Blog do Jocélio Leal

Incêndio fará cultura ascender nas campanhas

Rio de Janeiro –  No país da contradição, os fósseis roubados e levados para fora do Brasil estão inteiros. Já os nossos, destruídos pelo fogo. Tristeza e vergonha exprimem o momento do País após a destruição do Museu Nacional.

Repare nos discursos médios dos candidatos, tanto em nível federal como estadual. Cultura está longe de ser prioridade. Aparece como item secundário.

Figura nos planos de Governo como tal, um figurante.

Mas aguardem. De hoje para amanhã o tema ganhará mais luzes na falas e nos programas e rádio e TV.

A propósito dos fósseis, é do Ceará donde sai boa parte do acervo brasileiro.

O Geopark Araripe é de uma riqueza descomunal para a pesquisa e para a economia do Cariri, do Ceará e do Brasil. É um dos destaques da publicação oficial da Unesco sobre geoparques em todo o mundo. Figura em galeria com Canadá, Vietnã e Portugal, por exemplo.  Clique aqui

Em 28 de agosto do ano passado, o repórter Demitri Túlio, do O POVO, conversou sobre o tema com o professor Antônio Álamo Feitosa Saraiva, 56, coordenador do Laboratório de Paleontologia da Universidade Regional do Cariri (Urca).  Ele falava do tráfico pesado de fósseis.

Uma das questões:

O POVO – Centena de fósseis da Bacia do Araripe estão em universidades e museus fora do Ceará e do Brasil. Deveriam estar em instituições de pesquisa no Cariri, como Universidade Regional do Cariri e Museu de Paleontologia de Santana do Cariri?
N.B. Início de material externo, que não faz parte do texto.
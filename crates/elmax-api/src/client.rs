// Elmax Cloud HTTP client
//
// Owns the session, the control panel registry and the endpoint
// collections. This module holds construction, login and the request
// plumbing; the endpoint families (panels, discovery, status/commands)
// are inherent methods in their own files.

use reqwest::Method;
use reqwest::header::{ACCEPT, AUTHORIZATION, USER_AGENT};
use secrecy::ExposeSecret;
use serde_json::Value;
use tracing::{debug, warn};
use url::Url;

use crate::auth::{Credentials, Session};
use crate::constants::{self, ENDPOINT_LOGIN};
use crate::endpoints::{Endpoint, Endpoints};
use crate::error::Error;
use crate::registry::{ControlPanel, ControlPanelRegistry};
use crate::transport::ClientConfig;

/// Client for the Elmax Cloud API.
///
/// Every operation that talks to the API takes `&mut self`: the session
/// token, the registry and the endpoint collections can only change
/// through one caller at a time. Accessors hand out copies, never
/// references into that state.
#[derive(Debug)]
pub struct Client {
    http: reqwest::Client,
    config: ClientConfig,
    credentials: Credentials,
    session: Session,
    pub(crate) registry: ControlPanelRegistry,
    pub(crate) endpoints: Endpoints,
}

impl Client {
    /// Create a client for the production cloud.
    pub fn new(credentials: Credentials) -> Result<Self, Error> {
        Self::with_config(credentials, ClientConfig::default())
    }

    /// Create a client from an explicit `ClientConfig`.
    pub fn with_config(credentials: Credentials, config: ClientConfig) -> Result<Self, Error> {
        let http = config.build_client()?;
        Ok(Self::with_client(http, config, credentials))
    }

    /// Create a client around a pre-built `reqwest::Client`.
    ///
    /// Headers are set per request, so any client works here.
    pub fn with_client(http: reqwest::Client, config: ClientConfig, credentials: Credentials) -> Self {
        Self {
            http,
            config,
            credentials,
            session: Session::default(),
            registry: ControlPanelRegistry::new(),
            endpoints: Endpoints::default(),
        }
    }

    /// The API base URL.
    pub fn base_url(&self) -> &Url {
        &self.config.base_url
    }

    /// The account this client logs in as.
    pub fn username(&self) -> &str {
        self.credentials.username()
    }

    pub fn is_authenticated(&self) -> bool {
        self.session.is_authenticated()
    }

    /// The current bearer token, if logged in.
    pub fn token(&self) -> Option<&str> {
        self.session.token()
    }

    /// Control panels registered by previous listings.
    pub fn control_panels(&self) -> Vec<ControlPanel> {
        self.registry.list()
    }

    /// Copy of all three endpoint collections.
    pub fn endpoints(&self) -> Endpoints {
        self.endpoints.clone()
    }

    pub fn zones(&self) -> Vec<Endpoint> {
        self.endpoints.zones.clone()
    }

    pub fn outputs(&self) -> Vec<Endpoint> {
        self.endpoints.outputs.clone()
    }

    pub fn areas(&self) -> Vec<Endpoint> {
        self.endpoints.areas.clone()
    }

    // ── Authentication ───────────────────────────────────────────────

    /// Log in with the stored credentials.
    ///
    /// `POST api/ext/login` with a form body. The API does not answer
    /// bad credentials with 401; it returns a body without a `token`, so
    /// any response that does not yield one is treated as a rejection.
    /// Calling this again simply repeats the exchange.
    pub async fn connect(&mut self) -> Result<(), Error> {
        let url = self.endpoint_url(ENDPOINT_LOGIN, &[])?;
        debug!(%url, username = self.credentials.username(), "logging in");

        let form = [
            ("username", self.credentials.username()),
            ("password", self.credentials.password().expose_secret()),
        ];

        let resp = self
            .request(Method::POST, url)
            .form(&form)
            .send()
            .await
            .map_err(|e| self.transport_error(e))?;

        let status = resp.status();
        let body = resp.text().await.map_err(|e| self.transport_error(e))?;
        debug!(%status, "login response received");

        let authorized = extract_token(&body).is_some_and(|token| self.session.authorize(&token));
        if authorized {
            debug!("login successful");
            Ok(())
        } else {
            self.session.clear();
            warn!("{}", crate::error::INVALID_CREDENTIALS);
            Err(Error::invalid_credentials())
        }
    }

    /// Forget the session token. Local only; the API has no logout call.
    pub fn disconnect(&mut self) {
        if self.session.is_authenticated() {
            debug!("dropping session token");
        }
        self.session.clear();
    }

    /// Log in first if there is no token yet.
    ///
    /// Called at the top of every authenticated operation; a failed login
    /// is returned to the caller instead of sending a request without a token.
    pub(crate) async fn ensure_authenticated(&mut self) -> Result<(), Error> {
        if self.session.is_authenticated() {
            return Ok(());
        }
        debug!("not authenticated, logging in first");
        self.connect().await
    }

    // ── URL builders ─────────────────────────────────────────────────

    /// Build `{base}/{path}/{params...}`, percent-encoding each parameter
    /// as a single path segment.
    ///
    /// Empty, `.` and `..` parameters are rejected: the URL path would drop
    /// or collapse them and address a different endpoint.
    pub(crate) fn endpoint_url(&self, path: &str, params: &[&str]) -> Result<Url, Error> {
        if let Some(bad) = params.iter().copied().find(|p| matches!(*p, "" | "." | "..")) {
            return Err(Error::InvalidPathSegment {
                segment: bad.to_owned(),
            });
        }

        let mut url = self.config.base_url.clone();
        {
            let mut segments = url.path_segments_mut().map_err(|()| Error::InvalidBaseUrl {
                url: self.config.base_url.to_string(),
            })?;
            segments.pop_if_empty();
            segments.extend(path.split('/'));
            segments.extend(params);
        }
        Ok(url)
    }

    // ── Request helpers ──────────────────────────────────────────────

    /// Start a request with the standard headers built from the current
    /// session: user agent, accept, and the raw token if logged in.
    fn request(&self, method: Method, url: Url) -> reqwest::RequestBuilder {
        let builder = self
            .http
            .request(method, url)
            .header(USER_AGENT, constants::USER_AGENT)
            .header(ACCEPT, constants::ACCEPT);

        match self.session.token() {
            Some(token) => builder.header(AUTHORIZATION, token),
            None => builder,
        }
    }

    /// Send an authenticated GET and decode the JSON body.
    pub(crate) async fn get_json(&self, url: Url) -> Result<Value, Error> {
        debug!("GET {}", url);

        let resp = self
            .request(Method::GET, url)
            .send()
            .await
            .map_err(|e| self.transport_error(e))?;

        let body = self.read_body(resp).await?;
        decode_json(body)
    }

    /// Send an authenticated POST without a body.
    ///
    /// The body is decoded if it is JSON; anything else maps to `Value::Null`.
    pub(crate) async fn post_empty(&self, url: Url) -> Result<Value, Error> {
        debug!("POST {}", url);

        let resp = self
            .request(Method::POST, url)
            .send()
            .await
            .map_err(|e| self.transport_error(e))?;

        let body = self.read_body(resp).await?;
        Ok(serde_json::from_str(&body).unwrap_or(Value::Null))
    }

    /// Check the HTTP status and return the body text.
    async fn read_body(&self, resp: reqwest::Response) -> Result<String, Error> {
        let status = resp.status();
        let body = resp.text().await.map_err(|e| self.transport_error(e))?;

        if !status.is_success() {
            debug!(%status, "request rejected");
            return Err(Error::Api {
                status: status.as_u16(),
                message: preview(&body),
            });
        }
        Ok(body)
    }

    /// Sort a `reqwest` failure into connection, timeout or generic transport.
    fn transport_error(&self, err: reqwest::Error) -> Error {
        match FailureKind::of(err.is_connect(), err.is_timeout()) {
            FailureKind::Connect => Error::Connection {
                url: self.config.base_url.to_string(),
                source: err,
            },
            FailureKind::Timeout => Error::Timeout {
                timeout_secs: self.config.timeout.as_secs(),
            },
            FailureKind::Other => Error::Transport(err),
        }
    }
}

/// Which `Error` variant a transport failure becomes.
#[derive(Debug, Clone, Copy, PartialEq, Eq)]
enum FailureKind {
    Connect,
    Timeout,
    Other,
}

impl FailureKind {
    /// A connect timeout reports both flags; it stays a connect failure so
    /// the error names the host.
    fn of(is_connect: bool, is_timeout: bool) -> Self {
        if is_connect {
            Self::Connect
        } else if is_timeout {
            Self::Timeout
        } else {
            Self::Other
        }
    }
}

/// Pull a string `token` out of a login response body.
fn extract_token(body: &str) -> Option<String> {
    let value: Value = serde_json::from_str(body).ok()?;
    value.get("token")?.as_str().map(str::to_owned)
}

fn decode_json(body: String) -> Result<Value, Error> {
    serde_json::from_str(&body).map_err(|e| Error::Deserialization {
        message: format!("{e} (body preview: {:?})", preview(&body)),
        body,
    })
}

/// First 200 characters of a body, for error messages.
fn preview(body: &str) -> String {
    body.chars().take(200).collect()
}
Professor Álamo Saraiva -Sim. É de 1800 a primeira citação sobre a retirada de fósseis daqui. João da Silva Feijó, em uma carta ao rei de Portugal, fala dos fósseis magníficos que existiam aqui. E ele escreve que enviou duas remessas, talvez duas cargas de burro. Esses fósseis, hoje, estão depositados na Universidade de Évora. Em 1841, Louis Agassiz se imortalizou com um achado, da época, que mudou uma regra na paleontologia mundial. Ele mostrou que os fósseis daqui tinha o tecido mole preservado.